(Stored data)
┌──
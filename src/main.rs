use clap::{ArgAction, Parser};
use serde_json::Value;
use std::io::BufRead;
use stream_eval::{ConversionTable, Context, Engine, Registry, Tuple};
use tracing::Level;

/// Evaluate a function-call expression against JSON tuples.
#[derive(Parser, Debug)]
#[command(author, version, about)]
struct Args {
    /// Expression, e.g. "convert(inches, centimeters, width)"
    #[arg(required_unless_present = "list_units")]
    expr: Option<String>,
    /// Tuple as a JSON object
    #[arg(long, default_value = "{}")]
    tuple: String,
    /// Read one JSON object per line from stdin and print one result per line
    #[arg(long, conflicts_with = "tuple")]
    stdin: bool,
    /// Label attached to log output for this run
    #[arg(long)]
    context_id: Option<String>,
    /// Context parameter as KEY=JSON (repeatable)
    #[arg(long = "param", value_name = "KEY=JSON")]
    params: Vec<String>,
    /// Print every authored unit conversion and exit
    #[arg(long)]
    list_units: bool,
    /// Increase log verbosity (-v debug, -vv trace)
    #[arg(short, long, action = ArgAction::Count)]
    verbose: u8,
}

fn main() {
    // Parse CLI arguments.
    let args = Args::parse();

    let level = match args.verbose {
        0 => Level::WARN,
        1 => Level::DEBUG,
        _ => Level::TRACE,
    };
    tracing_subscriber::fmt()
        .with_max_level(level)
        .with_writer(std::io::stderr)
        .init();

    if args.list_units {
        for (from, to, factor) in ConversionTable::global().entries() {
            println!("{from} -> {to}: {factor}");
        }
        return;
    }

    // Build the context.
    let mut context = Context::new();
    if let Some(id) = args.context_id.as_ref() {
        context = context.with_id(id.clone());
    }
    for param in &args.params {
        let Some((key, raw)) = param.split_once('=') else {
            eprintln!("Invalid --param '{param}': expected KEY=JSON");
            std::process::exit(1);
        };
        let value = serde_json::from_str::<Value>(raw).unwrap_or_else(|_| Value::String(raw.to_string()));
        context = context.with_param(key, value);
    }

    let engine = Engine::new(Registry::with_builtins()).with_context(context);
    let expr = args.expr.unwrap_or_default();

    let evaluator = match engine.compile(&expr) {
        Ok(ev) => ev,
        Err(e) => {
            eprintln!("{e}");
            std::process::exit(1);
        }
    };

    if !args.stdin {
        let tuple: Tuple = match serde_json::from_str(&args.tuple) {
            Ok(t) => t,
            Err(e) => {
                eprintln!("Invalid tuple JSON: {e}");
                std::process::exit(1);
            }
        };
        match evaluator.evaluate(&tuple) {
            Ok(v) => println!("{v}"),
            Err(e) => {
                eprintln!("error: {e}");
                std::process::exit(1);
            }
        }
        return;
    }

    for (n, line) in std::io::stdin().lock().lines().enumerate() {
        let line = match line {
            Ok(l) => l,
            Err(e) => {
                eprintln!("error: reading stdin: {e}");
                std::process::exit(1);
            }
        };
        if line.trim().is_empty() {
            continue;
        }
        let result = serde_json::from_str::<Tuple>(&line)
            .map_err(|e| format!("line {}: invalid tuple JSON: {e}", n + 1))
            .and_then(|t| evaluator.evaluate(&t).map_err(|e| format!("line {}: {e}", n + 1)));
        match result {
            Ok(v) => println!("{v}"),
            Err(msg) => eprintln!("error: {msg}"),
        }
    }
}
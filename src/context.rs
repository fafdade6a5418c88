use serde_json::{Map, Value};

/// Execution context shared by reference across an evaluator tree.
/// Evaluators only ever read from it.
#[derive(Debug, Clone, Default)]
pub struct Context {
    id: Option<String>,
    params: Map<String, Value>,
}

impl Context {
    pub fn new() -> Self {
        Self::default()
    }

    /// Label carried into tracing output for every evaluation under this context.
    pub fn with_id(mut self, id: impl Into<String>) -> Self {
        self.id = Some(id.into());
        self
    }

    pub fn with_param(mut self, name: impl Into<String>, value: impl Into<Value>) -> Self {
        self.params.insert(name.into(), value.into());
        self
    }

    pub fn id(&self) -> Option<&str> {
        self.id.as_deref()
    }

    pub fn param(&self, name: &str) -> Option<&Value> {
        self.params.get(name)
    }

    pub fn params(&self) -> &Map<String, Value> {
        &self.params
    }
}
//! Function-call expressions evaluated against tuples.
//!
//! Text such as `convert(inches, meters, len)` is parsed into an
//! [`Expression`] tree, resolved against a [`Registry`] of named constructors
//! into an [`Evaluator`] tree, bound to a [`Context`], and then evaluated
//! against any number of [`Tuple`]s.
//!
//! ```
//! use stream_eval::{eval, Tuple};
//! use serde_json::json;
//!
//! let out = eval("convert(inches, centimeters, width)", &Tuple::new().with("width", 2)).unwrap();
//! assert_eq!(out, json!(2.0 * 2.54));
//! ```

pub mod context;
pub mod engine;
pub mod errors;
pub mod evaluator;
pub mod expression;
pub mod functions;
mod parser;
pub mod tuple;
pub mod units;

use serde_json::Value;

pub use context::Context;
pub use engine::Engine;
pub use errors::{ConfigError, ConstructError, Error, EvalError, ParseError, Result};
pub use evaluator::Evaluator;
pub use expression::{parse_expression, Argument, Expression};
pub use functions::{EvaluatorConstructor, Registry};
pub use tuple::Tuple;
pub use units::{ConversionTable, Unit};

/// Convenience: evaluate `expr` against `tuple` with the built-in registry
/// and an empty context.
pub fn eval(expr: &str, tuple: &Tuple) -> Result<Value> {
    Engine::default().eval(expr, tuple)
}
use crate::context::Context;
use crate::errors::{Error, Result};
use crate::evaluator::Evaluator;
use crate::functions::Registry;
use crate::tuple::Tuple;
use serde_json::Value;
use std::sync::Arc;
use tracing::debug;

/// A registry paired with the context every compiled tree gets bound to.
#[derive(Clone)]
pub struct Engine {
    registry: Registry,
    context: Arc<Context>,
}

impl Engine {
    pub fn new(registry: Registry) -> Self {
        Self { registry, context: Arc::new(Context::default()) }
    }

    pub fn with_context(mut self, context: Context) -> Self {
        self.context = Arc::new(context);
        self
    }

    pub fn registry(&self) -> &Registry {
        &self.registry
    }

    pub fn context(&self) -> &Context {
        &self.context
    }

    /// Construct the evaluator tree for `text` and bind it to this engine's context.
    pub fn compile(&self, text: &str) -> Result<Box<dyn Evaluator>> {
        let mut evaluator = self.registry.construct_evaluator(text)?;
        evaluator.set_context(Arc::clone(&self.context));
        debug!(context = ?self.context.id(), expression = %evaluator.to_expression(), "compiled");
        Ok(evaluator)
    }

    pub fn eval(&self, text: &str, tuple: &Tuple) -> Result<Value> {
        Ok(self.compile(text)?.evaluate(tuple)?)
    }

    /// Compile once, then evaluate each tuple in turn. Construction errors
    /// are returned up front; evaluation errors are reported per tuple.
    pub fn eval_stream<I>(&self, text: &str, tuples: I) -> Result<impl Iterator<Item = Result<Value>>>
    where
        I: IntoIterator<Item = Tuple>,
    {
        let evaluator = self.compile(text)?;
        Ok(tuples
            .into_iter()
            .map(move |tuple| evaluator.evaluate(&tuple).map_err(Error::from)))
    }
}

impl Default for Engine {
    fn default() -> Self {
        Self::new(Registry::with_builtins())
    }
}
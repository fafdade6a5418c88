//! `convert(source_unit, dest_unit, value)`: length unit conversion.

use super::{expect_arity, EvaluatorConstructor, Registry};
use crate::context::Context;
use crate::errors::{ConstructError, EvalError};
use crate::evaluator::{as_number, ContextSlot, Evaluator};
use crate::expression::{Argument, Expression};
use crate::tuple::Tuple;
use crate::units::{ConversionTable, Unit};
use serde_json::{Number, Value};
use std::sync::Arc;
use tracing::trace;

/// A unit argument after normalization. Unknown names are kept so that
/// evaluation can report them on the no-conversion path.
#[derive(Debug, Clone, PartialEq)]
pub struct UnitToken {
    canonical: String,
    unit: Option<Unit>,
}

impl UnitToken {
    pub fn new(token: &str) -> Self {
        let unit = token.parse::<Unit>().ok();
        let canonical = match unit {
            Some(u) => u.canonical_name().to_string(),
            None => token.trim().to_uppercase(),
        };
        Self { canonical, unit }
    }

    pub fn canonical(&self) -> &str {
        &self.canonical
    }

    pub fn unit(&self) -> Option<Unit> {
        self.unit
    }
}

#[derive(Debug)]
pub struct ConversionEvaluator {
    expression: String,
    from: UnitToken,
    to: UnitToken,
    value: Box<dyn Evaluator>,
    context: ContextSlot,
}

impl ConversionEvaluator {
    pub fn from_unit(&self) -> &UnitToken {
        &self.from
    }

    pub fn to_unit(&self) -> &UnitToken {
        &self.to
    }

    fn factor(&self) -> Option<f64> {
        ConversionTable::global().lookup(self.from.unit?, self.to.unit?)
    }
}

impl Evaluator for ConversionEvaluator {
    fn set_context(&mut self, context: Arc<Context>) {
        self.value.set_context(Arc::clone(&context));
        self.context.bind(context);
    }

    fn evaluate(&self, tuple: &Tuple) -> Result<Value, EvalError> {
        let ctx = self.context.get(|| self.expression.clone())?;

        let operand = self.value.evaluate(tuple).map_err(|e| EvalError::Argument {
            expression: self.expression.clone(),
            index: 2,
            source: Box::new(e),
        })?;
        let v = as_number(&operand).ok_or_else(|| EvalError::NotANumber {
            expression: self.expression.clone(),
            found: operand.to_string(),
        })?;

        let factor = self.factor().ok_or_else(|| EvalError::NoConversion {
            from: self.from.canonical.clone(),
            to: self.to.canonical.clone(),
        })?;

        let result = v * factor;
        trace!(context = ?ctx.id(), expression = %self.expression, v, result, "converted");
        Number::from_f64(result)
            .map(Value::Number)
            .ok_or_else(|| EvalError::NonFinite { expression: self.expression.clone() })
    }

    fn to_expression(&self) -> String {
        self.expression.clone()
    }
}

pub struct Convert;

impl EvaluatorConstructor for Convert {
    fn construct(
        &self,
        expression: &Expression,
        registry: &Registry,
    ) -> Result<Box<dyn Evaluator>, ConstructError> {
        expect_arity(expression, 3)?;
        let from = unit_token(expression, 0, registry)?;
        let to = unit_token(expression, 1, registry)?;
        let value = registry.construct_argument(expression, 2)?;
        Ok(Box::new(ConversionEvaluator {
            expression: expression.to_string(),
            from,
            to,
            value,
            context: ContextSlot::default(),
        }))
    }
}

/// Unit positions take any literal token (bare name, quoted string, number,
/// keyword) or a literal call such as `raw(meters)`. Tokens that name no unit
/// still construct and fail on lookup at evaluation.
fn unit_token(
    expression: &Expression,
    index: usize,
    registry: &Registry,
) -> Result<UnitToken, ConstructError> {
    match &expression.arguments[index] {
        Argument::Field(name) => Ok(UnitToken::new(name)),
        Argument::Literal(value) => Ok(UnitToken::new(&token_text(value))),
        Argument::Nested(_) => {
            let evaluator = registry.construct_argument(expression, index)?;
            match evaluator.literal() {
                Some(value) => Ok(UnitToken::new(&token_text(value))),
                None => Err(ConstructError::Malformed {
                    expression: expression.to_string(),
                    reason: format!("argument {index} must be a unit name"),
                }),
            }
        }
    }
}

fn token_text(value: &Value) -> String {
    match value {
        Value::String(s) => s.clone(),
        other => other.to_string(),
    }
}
└──
┌──
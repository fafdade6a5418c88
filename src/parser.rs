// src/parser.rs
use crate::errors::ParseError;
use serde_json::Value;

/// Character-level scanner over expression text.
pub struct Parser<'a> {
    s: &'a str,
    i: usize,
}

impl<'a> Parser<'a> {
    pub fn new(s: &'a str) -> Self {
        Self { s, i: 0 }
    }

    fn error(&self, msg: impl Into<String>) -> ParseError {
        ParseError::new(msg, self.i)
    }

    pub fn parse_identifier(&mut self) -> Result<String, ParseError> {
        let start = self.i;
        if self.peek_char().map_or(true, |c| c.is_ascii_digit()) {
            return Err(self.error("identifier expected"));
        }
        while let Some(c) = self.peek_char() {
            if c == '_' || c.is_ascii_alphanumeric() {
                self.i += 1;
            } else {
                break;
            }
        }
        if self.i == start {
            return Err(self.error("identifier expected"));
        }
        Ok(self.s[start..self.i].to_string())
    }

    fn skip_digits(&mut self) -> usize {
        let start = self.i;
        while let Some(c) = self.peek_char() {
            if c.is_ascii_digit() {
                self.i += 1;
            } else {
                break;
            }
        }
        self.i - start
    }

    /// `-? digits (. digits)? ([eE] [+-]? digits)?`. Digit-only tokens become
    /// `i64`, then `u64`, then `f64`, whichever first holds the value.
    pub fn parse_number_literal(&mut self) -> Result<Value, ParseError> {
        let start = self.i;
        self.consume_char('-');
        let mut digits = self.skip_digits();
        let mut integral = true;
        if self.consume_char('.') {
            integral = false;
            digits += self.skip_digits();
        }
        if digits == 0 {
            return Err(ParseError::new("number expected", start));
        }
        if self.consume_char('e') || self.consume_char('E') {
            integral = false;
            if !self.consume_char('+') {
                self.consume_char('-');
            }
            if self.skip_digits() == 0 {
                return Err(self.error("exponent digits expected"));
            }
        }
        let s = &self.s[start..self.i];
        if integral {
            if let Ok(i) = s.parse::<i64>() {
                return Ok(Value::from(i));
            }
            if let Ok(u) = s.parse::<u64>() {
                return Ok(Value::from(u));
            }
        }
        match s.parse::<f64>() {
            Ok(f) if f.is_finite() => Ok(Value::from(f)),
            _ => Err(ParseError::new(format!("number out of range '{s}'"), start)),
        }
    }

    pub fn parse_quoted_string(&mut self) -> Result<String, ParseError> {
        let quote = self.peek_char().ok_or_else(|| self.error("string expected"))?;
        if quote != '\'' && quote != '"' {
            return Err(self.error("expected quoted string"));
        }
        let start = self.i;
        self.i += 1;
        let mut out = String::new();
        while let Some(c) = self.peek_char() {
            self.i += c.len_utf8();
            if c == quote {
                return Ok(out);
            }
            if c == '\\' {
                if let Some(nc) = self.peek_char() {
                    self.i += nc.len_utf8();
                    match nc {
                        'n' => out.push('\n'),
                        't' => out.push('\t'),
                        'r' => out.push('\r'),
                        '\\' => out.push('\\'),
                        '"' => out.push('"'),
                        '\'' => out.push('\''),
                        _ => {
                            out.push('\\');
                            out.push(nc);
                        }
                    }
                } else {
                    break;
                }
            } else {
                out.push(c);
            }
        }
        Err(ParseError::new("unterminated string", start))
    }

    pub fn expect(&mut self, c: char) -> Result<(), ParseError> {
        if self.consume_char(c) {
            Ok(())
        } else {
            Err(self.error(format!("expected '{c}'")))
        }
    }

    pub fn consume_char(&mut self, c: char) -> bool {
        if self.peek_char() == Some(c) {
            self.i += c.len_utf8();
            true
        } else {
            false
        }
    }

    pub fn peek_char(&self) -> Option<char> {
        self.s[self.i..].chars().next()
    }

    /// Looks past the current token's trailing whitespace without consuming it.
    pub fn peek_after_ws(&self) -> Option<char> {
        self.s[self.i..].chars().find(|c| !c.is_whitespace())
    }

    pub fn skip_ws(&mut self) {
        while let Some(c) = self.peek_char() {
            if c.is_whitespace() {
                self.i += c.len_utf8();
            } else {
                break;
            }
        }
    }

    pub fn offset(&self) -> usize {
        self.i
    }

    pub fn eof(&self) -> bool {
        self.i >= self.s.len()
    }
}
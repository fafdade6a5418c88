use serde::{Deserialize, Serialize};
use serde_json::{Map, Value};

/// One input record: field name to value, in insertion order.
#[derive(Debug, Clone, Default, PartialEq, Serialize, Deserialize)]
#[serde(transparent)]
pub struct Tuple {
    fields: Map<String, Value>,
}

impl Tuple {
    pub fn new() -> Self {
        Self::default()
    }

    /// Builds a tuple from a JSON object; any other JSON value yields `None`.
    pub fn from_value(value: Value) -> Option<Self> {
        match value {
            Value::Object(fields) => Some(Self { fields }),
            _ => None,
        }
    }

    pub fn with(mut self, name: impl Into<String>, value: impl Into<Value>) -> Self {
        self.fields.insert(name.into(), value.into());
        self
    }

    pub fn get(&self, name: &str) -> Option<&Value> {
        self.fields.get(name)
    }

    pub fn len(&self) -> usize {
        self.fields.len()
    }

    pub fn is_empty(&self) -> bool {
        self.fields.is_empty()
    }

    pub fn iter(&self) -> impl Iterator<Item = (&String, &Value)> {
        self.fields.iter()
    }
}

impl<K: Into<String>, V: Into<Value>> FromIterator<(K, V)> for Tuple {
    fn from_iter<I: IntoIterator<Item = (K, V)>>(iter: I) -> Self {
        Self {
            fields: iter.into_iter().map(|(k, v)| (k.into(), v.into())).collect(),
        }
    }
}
└──
┌──
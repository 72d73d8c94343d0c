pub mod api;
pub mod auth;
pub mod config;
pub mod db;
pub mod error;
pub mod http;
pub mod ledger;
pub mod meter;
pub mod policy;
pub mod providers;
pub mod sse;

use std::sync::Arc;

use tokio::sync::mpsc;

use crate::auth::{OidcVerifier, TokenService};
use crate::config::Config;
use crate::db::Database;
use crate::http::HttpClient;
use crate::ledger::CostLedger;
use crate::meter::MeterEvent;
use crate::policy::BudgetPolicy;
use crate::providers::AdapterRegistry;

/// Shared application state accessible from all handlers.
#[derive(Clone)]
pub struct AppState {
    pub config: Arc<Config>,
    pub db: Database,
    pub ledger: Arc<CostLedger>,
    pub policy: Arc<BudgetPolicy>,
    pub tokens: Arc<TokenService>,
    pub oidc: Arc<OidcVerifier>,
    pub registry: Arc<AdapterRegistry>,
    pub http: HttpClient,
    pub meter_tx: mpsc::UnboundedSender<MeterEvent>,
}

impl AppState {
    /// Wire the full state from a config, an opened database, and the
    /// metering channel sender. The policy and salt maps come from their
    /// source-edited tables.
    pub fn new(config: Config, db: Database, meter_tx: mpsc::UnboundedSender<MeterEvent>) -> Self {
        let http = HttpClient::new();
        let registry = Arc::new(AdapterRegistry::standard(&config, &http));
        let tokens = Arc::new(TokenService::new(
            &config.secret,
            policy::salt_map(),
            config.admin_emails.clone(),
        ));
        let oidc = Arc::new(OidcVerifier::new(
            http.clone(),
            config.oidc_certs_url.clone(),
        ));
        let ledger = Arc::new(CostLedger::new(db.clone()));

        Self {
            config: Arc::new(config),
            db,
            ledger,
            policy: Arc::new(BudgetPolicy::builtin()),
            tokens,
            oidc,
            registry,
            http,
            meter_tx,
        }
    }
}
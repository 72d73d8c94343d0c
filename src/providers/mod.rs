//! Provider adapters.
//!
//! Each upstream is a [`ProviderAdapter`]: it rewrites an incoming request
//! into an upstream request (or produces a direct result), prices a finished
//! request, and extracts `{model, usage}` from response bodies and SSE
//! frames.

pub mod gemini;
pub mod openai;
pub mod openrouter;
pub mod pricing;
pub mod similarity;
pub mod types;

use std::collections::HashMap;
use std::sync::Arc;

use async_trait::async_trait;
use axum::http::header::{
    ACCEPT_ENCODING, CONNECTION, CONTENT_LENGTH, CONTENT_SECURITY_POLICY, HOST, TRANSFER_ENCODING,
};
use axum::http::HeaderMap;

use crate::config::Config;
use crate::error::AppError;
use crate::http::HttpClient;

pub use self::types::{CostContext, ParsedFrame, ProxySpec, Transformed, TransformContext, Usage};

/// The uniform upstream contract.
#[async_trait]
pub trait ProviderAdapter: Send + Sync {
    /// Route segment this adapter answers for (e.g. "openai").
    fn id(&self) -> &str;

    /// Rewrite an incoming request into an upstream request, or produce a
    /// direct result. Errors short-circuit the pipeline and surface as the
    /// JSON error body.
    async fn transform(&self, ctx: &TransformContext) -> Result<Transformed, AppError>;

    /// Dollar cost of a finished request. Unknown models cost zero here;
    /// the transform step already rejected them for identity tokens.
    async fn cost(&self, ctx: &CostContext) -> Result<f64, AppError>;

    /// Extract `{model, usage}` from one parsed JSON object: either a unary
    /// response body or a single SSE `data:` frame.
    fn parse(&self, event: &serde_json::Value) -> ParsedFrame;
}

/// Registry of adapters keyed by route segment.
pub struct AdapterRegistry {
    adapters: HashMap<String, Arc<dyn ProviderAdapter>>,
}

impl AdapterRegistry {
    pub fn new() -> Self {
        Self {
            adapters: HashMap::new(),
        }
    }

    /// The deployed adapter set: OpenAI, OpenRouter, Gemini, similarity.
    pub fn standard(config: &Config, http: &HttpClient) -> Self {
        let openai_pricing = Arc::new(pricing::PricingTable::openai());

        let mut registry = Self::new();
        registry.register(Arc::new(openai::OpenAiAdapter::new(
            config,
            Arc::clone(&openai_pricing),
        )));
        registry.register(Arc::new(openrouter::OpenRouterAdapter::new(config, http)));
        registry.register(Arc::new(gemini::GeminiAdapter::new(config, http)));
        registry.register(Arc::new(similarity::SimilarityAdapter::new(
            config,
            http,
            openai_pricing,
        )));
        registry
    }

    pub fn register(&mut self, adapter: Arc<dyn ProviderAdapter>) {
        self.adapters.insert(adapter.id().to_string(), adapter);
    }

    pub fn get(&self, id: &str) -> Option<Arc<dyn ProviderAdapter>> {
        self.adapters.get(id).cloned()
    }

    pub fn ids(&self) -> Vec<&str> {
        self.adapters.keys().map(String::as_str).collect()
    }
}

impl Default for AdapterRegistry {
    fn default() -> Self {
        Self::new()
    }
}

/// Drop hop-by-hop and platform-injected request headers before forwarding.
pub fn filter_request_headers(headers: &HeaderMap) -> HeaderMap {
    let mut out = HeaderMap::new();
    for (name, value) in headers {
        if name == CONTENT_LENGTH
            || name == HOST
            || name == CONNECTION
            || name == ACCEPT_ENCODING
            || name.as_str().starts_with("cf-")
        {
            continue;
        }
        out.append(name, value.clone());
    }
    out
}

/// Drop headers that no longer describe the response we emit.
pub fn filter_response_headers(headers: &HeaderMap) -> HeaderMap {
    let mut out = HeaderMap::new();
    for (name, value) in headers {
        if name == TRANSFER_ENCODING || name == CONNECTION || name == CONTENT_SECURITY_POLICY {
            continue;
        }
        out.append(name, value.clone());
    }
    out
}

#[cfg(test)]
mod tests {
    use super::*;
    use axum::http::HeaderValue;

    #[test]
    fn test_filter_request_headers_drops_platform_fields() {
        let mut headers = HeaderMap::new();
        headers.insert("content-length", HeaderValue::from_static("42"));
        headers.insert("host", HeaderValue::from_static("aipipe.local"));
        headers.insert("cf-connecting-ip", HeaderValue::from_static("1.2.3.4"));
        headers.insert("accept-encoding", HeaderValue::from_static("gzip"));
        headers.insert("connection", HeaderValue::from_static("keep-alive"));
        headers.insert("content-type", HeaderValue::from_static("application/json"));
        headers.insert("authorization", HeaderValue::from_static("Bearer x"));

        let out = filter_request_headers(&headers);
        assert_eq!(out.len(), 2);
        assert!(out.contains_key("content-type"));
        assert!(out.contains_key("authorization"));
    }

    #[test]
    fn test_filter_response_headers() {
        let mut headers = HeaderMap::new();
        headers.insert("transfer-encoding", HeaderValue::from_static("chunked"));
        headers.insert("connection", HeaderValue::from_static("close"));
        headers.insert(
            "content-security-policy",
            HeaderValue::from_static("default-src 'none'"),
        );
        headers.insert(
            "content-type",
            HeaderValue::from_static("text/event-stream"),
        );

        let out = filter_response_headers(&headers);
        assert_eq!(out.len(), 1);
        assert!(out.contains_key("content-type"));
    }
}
└──
**PROBLEM REQUIREMENTS:** Could you reproduce, exactly, every line above from the line with "read from it." to the line with "pub fn with_param(mut", and no other line? Both ends count.

**ANSWER BOX:**
/// Evaluators only ever read from it.
#[derive(Debug, Clone, Default)]
pub struct Context {
    id: Option<String>,
    params: Map<String, Value>,
}

impl Context {
    pub fn new() -> Self {
        Self::default()
    }

    /// Label carried into tracing output for every evaluation under this context.
    pub fn with_id(mut self, id: impl Into<String>) -> Self {
        self.id = Some(id.into());
        self
    }

    pub fn with_param(mut self, name: impl Into<String>, value: impl Into<Value>) -> Self {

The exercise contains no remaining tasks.